What is needed - Each record should appear again in the response exactly as it does in the original.

Extracted entries -
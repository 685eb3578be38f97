//! Mechanism validation logic.

use std::collections::HashMap;

use crate::description::MechanismDescription;
use crate::error::{MechanismError, MechanismResult};
use crate::reaction::{Arrhenius, ReactionDescription};

/// Validate the species table and return the name -> index lookup.
pub(crate) fn validate_species(desc: &MechanismDescription) -> MechanismResult<HashMap<&str, usize>> {
    if desc.species.is_empty() {
        return Err(MechanismError::NoSpecies {
            name: desc.name.clone(),
        });
    }

    let mut index = HashMap::with_capacity(desc.species.len());
    for (i, sp) in desc.species.iter().enumerate() {
        if sp.name.trim().is_empty() {
            return Err(MechanismError::EmptySpeciesName { index: i });
        }
        if index.insert(sp.name.as_str(), i).is_some() {
            return Err(MechanismError::DuplicateSpecies {
                name: sp.name.clone(),
            });
        }

        // Molar mass must be strictly positive (NaN fails this too)
        if !(sp.molar_mass.is_finite() && sp.molar_mass > 0.0) {
            return Err(MechanismError::NonPositiveMolarMass {
                species: sp.name.clone(),
                value: sp.molar_mass,
            });
        }

        if !sp.thermo.is_finite() {
            return Err(MechanismError::NonFiniteCoefficient {
                what: format!("thermodynamic polynomial of '{}'", sp.name),
            });
        }
        let p = &sp.thermo;
        if !(p.t_low > 0.0 && p.t_low < p.t_mid && p.t_mid < p.t_high) {
            return Err(MechanismError::InvalidTemperatureRange {
                species: sp.name.clone(),
                t_low: p.t_low,
                t_mid: p.t_mid,
                t_high: p.t_high,
            });
        }
    }

    Ok(index)
}

/// Resolve one side of a reaction to `(species index, coefficient)` pairs.
pub(crate) fn resolve_side(
    reaction: &ReactionDescription,
    side: &[(String, f64)],
    side_name: &'static str,
    index: &HashMap<&str, usize>,
) -> MechanismResult<Vec<(usize, f64)>> {
    if side.is_empty() {
        return Err(MechanismError::EmptyReactionSide {
            reaction: reaction.equation.clone(),
            side: side_name,
        });
    }

    let mut resolved: Vec<(usize, f64)> = Vec::with_capacity(side.len());
    for (name, nu) in side {
        let &i = index
            .get(name.as_str())
            .ok_or_else(|| MechanismError::DanglingSpeciesRef {
                reaction: reaction.equation.clone(),
                species: name.clone(),
            })?;
        if !nu.is_finite() || *nu <= 0.0 {
            return Err(MechanismError::InvalidStoichCoefficient {
                reaction: reaction.equation.clone(),
                species: name.clone(),
                value: *nu,
            });
        }
        // "H + H" written as two entries collapses into one
        match resolved.iter_mut().find(|(j, _)| *j == i) {
            Some((_, existing)) => *existing += nu,
            None => resolved.push((i, *nu)),
        }
    }
    Ok(resolved)
}

/// Resolve collision efficiencies to a dense per-species vector.
pub(crate) fn resolve_efficiencies(
    reaction: &ReactionDescription,
    efficiencies: &[(String, f64)],
    index: &HashMap<&str, usize>,
    n_species: usize,
) -> MechanismResult<Vec<f64>> {
    let mut dense = vec![1.0; n_species];
    for (name, eff) in efficiencies {
        let &i = index
            .get(name.as_str())
            .ok_or_else(|| MechanismError::DanglingSpeciesRef {
                reaction: reaction.equation.clone(),
                species: name.clone(),
            })?;
        if !eff.is_finite() || *eff < 0.0 {
            return Err(MechanismError::InvalidRateParameter {
                reaction: reaction.equation.clone(),
                what: "collision efficiency must be finite and non-negative",
            });
        }
        dense[i] = *eff;
    }
    Ok(dense)
}

/// Check a rate law for finite parameters and a non-negative prefactor.
pub(crate) fn validate_rate(
    reaction: &ReactionDescription,
    rate: &Arrhenius,
    what: &'static str,
) -> MechanismResult<()> {
    if !rate.is_finite() {
        return Err(MechanismError::NonFiniteCoefficient {
            what: format!("{what} of reaction '{}'", reaction.equation),
        });
    }
    if rate.a < 0.0 {
        return Err(MechanismError::InvalidRateParameter {
            reaction: reaction.equation.clone(),
            what: "pre-exponential factor must be non-negative",
        });
    }
    Ok(())
}
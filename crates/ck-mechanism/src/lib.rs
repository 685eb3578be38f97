//! ck-mechanism: static reaction-mechanism data for chemkern.
//!
//! Provides:
//! - NASA 7-coefficient thermodynamic polynomials
//! - Species and reaction descriptions (the precompiled mechanism artifact)
//! - Incremental mechanism builder with validation
//! - `ThermoData`, the immutable, index-resolved tables every evaluation reads
//! - The built-in San Diego hydrogen/oxygen mechanism
//!
//! # Example
//!
//! ```
//! use ck_mechanism::builtin;
//!
//! let thermo = builtin::san_diego_h2().compile().unwrap();
//! assert_eq!(thermo.num_species(), 9);
//! assert_eq!(thermo.species_names()[8], "N2");
//! ```

pub mod builder;
pub mod builtin;
pub mod description;
pub mod error;
pub mod nasa7;
pub mod reaction;
pub mod thermo_data;
pub(crate) mod validate;

// Re-exports for ergonomics
pub use builder::MechanismBuilder;
pub use description::{MechanismDescription, SpeciesDescription};
pub use error::{MechanismError, MechanismResult};
pub use nasa7::Nasa7;
pub use reaction::{Arrhenius, ReactionDescription, ReactionKind, Troe};
pub use thermo_data::{Collider, CompiledReaction, ThermoData};
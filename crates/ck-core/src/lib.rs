//! ck-core: stable foundation for chemkern.
//!
//! Contains:
//! - units (uom SI types + constructors, physical constants)
//! - numeric (Real + tolerances + float helpers)
//! - ids (compact species/reaction indices)
//! - error (shared error types)

pub mod error;
pub mod ids;
pub mod numeric;
pub mod units;

// Re-exports: nice ergonomics for downstream crates
pub use error::{CkError, CkResult};
pub use ids::*;
pub use numeric::*;
pub use units::*;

Completed exercise -
repository 685eb3578be38f97
//! Mechanism validation logic.

use std::collections::HashMap;

use crate::description::MechanismDescription;
use crate::error::{MechanismError, MechanismResult};
use crate::reaction::{Arrhenius, ReactionDescription};

/// Validate the species table and return the name -> index lookup.
pub(crate) fn validate_species(desc: &MechanismDescription) -> MechanismResult<HashMap<&str, usize>> {
    if desc.species.is_empty() {
        return Err(MechanismError::NoSpecies {
            name: desc.name.clone(),
        });
    }

    let mut index = HashMap::with_capacity(desc.species.len());
    for (i, sp) in desc.species.iter().enumerate() {
        if sp.name.trim().is_empty() {
            return Err(MechanismError::EmptySpeciesName { index: i });
        }
        if index.insert(sp.name.as_str(), i).is_some() {
            return Err(MechanismError::DuplicateSpecies {
                name: sp.name.clone(),
            });
        }

        // Molar mass must be strictly positive (NaN fails this too)
        if !(sp.molar_mass.is_finite() && sp.molar_mass > 0.0) {
            return Err(MechanismError::NonPositiveMolarMass {
                species: sp.name.clone(),
                value: sp.molar_mass,
            });
        }

        if !sp.thermo.is_finite() {
            return Err(MechanismError::NonFiniteCoefficient {
                what: format!("thermodynamic polynomial of '{}'", sp.name),
            });
        }
        let p = &sp.thermo;
        if !(p.t_low > 0.0 && p.t_low < p.t_mid && p.t_mid < p.t_high) {
            return Err(MechanismError::InvalidTemperatureRange {
                species: sp.name.clone(),
                t_low: p.t_low,
                t_mid: p.t_mid,
                t_high: p.t_high,
            });
        }
    }

    Ok(index)
}

/// Resolve one side of a reaction to `(species index, coefficient)` pairs.
pub(crate) fn resolve_side(
    reaction: &ReactionDescription,
    side: &[(String, f64)],
    side_name: &'static str,
    index: &HashMap<&str, usize>,
) -> MechanismResult<Vec<(usize, f64)>> {
    if side.is_empty() {
        return Err(MechanismError::EmptyReactionSide {
            reaction: reaction.equation.clone(),
            side: side_name,
        });
    }

    let mut resolved: Vec<(usize, f64)> = Vec::with_capacity(side.len());
    for (name, nu) in side {
        let &i = index
            .get(name.as_str())
            .ok_or_else(|| MechanismError::DanglingSpeciesRef {
                reaction: reaction.equation.clone(),
                species: name.clone(),
            })?;
        if !nu.is_finite() || *nu <= 0.0 {
            return Err(MechanismError::InvalidStoichCoefficient {
                reaction: reaction.equation.clone(),
                species: name.clone(),
                value: *nu,
            });
        }
        // "H + H" written as two entries collapses into one
        match resolved.iter_mut().find(|(j, _)| *j == i) {
            Some((_, existing)) => *existing += nu,
            None => resolved.push((i, *nu)),
        }
    }
    Ok(resolved)
}

/// Resolve collision efficiencies to a dense per-species vector.
pub(crate) fn resolve_efficiencies(
    reaction: &ReactionDescription,
    efficiencies: &[(String, f64)],
    index: &HashMap<&str, usize>,
    n_species: usize,
) -> MechanismResult<Vec<f64>> {
    let mut dense = vec![1.0; n_species];
    for (name, eff) in efficiencies {
        let &i = index
            .get(name.as_str())
            .ok_or_else(|| MechanismError::DanglingSpeciesRef {
                reaction: reaction.equation.clone(),
                species: name.clone(),
            })?;
        if !eff.is_finite() || *eff < 0.0 {
            return Err(MechanismError::InvalidRateParameter {
                reaction: reaction.equation.clone(),
                what: "collision efficiency must be finite and non-negative",
            });
        }
        dense[i] = *eff;
    }
    Ok(dense)
}

/// Check a rate law for finite parameters and a non-negative prefactor.
pub(crate) fn validate_rate(
    reaction: &ReactionDescription,
    rate: &Arrhenius,
    what: &'static str,
) -> MechanismResult<()> {
    if !rate.is_finite() {
        return Err(MechanismError::NonFiniteCoefficient {
            what: format!("{what} of reaction '{}'", reaction.equation),
        });
    }
    if rate.a < 0.0 {
        return Err(MechanismError::InvalidRateParameter {
            reaction: reaction.equation.clone(),
            what: "pre-exponential factor must be non-negative",
        });
    }
    Ok(())
}
filename crates/ck-mechanism/src/lib.rs
repository 685eb3578be38f97
//! ck-mechanism: static reaction-mechanism data for chemkern.
//!
//! Provides:
//! - NASA 7-coefficient thermodynamic polynomials
//! - Species and reaction descriptions (the precompiled mechanism artifact)
//! - Incremental mechanism builder with validation
//! - `ThermoData`, the immutable, index-resolved tables every evaluation reads
//! - The built-in San Diego hydrogen/oxygen mechanism
//!
//! # Example
//!
//! ```
//! use ck_mechanism::builtin;
//!
//! let thermo = builtin::san_diego_h2().compile().unwrap();
//! assert_eq!(thermo.num_species(), 9);
//! assert_eq!(thermo.species_names()[8], "N2");
//! ```

pub mod builder;
pub mod builtin;
pub mod description;
pub mod error;
pub mod nasa7;
pub mod reaction;
pub mod thermo_data;
pub(crate) mod validate;

// Re-exports for ergonomics
pub use builder::MechanismBuilder;
pub use description::{MechanismDescription, SpeciesDescription};
pub use error::{MechanismError, MechanismResult};
pub use nasa7::Nasa7;
pub use reaction::{Arrhenius, ReactionDescription, ReactionKind, Troe};
pub use thermo_data::{Collider, CompiledReaction, ThermoData};
filename crates/ck-core/src/lib.rs
//! ck-core: stable foundation for chemkern.
//!
//! Contains:
//! - units (uom SI types + constructors, physical constants)
//! - numeric (Real + tolerances + float helpers)
//! - ids (compact species/reaction indices)
//! - error (shared error types)

pub mod error;
pub mod ids;
pub mod numeric;
pub mod units;

// Re-exports: nice ergonomics for downstream crates
pub use error::{CkError, CkResult};
pub use ids::*;
pub use numeric::*;
pub use units::*;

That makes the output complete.